### WORK INSTRUCTIONS:
Pull each line holding the word "time" from the data.

====== PROVIDED RECORDS ======

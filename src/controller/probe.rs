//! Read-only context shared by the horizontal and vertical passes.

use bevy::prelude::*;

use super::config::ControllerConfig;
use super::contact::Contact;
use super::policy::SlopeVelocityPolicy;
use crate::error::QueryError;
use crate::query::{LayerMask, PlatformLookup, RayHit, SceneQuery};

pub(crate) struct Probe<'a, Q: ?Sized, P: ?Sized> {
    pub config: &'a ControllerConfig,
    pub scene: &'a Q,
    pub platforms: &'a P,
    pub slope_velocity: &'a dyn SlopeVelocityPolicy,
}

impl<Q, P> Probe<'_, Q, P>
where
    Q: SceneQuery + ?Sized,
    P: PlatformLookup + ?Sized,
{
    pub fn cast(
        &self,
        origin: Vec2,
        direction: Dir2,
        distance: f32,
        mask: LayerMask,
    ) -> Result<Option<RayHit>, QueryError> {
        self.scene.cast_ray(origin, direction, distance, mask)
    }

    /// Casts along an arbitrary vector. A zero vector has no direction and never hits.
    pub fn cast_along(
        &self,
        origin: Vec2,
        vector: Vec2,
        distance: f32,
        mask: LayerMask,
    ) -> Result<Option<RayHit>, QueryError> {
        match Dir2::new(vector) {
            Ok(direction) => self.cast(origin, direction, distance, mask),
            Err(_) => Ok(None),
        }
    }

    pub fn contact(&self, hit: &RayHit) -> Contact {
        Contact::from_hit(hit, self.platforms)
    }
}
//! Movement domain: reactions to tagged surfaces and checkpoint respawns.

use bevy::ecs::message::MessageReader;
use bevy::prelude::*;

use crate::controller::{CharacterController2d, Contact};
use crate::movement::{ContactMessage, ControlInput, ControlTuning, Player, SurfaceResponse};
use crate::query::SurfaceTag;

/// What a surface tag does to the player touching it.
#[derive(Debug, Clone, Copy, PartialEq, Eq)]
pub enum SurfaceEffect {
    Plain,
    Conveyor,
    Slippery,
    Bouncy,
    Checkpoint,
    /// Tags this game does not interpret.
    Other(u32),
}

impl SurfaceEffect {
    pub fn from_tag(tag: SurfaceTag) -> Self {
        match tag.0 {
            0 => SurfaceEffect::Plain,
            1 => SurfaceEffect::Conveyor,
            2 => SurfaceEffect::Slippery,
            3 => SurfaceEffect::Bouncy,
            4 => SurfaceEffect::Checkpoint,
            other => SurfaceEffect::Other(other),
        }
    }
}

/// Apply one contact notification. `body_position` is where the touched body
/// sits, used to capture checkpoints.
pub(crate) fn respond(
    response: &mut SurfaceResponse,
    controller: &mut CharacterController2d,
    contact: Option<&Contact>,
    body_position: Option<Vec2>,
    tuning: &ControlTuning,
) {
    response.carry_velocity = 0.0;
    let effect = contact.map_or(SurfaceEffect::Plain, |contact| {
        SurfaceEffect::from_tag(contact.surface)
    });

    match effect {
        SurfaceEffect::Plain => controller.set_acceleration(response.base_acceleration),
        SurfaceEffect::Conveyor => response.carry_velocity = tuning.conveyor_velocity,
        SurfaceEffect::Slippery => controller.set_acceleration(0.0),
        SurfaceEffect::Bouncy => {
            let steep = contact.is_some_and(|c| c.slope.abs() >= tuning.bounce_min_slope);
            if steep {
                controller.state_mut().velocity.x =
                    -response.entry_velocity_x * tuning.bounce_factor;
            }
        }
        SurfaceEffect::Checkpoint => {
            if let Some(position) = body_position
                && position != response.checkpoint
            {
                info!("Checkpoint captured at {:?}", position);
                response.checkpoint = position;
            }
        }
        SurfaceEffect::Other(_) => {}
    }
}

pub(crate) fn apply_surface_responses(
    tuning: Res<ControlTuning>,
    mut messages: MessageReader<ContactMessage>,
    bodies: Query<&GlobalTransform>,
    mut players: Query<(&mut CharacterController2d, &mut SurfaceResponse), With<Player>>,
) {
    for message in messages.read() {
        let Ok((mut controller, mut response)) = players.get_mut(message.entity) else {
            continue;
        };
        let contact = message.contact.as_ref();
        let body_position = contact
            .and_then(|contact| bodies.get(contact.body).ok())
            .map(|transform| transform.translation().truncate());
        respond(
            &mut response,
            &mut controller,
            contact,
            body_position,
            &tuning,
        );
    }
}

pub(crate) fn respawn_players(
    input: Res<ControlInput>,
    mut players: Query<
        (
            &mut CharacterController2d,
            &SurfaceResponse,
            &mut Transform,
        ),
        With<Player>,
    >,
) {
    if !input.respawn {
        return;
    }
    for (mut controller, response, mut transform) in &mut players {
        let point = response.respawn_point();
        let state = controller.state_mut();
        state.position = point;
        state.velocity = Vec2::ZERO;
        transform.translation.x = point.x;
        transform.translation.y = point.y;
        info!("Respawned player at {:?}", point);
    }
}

======
====== PROVIDED RECORDS ======

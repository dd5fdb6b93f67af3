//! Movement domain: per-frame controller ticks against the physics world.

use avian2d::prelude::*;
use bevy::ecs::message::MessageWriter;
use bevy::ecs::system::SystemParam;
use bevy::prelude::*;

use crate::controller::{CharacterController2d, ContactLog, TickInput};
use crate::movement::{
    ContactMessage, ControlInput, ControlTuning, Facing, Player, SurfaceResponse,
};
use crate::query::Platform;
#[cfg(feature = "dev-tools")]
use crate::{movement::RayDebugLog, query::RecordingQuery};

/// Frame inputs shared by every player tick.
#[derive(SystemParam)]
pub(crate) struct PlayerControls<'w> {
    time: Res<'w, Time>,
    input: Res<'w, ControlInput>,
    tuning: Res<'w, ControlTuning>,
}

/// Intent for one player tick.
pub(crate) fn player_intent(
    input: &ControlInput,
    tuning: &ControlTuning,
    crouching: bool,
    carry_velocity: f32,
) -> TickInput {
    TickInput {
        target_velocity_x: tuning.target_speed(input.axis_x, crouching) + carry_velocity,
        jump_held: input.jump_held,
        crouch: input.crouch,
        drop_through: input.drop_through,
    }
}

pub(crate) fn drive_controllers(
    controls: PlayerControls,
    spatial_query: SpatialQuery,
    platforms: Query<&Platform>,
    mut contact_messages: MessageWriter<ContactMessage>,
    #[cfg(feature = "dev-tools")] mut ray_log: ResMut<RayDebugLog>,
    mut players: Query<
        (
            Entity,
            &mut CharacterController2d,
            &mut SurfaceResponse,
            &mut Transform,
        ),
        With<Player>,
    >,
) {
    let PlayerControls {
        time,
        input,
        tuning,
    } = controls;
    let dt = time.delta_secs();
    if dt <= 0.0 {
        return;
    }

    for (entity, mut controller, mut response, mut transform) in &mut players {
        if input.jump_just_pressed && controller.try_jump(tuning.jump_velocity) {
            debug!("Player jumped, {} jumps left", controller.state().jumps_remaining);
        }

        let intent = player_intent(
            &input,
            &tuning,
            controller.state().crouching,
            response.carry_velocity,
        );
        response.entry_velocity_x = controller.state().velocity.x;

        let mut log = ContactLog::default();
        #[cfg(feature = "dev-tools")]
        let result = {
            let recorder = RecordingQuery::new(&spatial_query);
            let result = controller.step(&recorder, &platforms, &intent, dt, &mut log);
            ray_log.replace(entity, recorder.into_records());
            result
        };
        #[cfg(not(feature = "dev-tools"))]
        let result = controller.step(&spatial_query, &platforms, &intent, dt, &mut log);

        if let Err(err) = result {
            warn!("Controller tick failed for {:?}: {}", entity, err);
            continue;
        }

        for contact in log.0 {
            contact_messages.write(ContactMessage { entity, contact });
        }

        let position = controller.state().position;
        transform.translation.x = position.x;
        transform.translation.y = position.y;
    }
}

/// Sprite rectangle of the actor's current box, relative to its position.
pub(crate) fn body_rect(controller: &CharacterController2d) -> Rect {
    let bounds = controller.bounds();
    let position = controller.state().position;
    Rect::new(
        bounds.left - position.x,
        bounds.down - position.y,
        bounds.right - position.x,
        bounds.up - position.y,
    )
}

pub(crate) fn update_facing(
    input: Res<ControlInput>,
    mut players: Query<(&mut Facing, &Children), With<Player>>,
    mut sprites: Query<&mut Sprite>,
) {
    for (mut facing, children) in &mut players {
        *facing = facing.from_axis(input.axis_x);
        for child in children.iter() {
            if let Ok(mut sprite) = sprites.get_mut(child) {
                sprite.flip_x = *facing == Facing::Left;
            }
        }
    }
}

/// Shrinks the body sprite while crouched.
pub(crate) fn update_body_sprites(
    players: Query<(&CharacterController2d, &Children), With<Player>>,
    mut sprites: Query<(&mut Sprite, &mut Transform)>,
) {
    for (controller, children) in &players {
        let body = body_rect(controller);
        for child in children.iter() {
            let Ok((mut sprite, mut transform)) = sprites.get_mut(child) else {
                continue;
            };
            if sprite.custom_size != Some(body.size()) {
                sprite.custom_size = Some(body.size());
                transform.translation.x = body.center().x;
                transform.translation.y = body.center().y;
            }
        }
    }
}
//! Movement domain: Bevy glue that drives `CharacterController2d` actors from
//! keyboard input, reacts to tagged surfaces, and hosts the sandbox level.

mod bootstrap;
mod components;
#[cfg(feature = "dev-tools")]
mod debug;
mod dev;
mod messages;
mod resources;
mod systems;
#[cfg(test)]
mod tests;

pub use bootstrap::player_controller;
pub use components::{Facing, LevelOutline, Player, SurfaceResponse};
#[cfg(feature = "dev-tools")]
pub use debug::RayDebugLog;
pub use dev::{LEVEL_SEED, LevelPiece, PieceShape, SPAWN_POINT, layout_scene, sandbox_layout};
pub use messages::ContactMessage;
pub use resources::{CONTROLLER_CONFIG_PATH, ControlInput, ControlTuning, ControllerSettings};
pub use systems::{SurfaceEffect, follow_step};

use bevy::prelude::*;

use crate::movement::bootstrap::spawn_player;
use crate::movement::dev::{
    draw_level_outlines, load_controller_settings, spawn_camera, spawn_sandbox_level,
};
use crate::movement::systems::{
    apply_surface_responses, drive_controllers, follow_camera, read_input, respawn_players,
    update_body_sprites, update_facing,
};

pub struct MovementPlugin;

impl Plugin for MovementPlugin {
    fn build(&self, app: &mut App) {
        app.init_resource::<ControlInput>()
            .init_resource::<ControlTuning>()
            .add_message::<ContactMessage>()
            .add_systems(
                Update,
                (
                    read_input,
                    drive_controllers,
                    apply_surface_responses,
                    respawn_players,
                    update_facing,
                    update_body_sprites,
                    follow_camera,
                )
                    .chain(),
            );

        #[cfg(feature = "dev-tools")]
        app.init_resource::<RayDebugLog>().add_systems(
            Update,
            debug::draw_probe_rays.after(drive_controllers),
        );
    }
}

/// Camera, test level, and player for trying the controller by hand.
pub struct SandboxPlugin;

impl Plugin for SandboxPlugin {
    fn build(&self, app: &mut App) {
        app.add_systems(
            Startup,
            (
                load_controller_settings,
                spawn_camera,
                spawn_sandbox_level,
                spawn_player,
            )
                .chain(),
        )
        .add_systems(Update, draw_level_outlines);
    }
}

======
====== PROVIDED RECORDS ======

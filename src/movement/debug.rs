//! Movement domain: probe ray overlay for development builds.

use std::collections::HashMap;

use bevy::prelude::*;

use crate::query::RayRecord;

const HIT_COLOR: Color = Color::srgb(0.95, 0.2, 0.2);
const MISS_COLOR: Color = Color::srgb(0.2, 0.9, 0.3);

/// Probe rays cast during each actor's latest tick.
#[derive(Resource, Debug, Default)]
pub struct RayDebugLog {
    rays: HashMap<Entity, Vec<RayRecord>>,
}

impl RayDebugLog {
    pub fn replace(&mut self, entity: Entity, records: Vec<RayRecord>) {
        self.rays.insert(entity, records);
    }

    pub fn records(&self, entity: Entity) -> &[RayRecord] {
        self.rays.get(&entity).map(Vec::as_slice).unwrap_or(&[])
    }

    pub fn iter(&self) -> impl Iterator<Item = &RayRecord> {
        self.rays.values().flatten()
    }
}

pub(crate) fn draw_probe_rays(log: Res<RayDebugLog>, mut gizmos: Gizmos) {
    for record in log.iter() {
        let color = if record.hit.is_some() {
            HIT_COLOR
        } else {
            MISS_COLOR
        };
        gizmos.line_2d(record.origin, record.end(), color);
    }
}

======

### SOLUTION FOR THIS TASK:
    time: Res<'w, Time>,
        time,
    let dt = time.delta_secs();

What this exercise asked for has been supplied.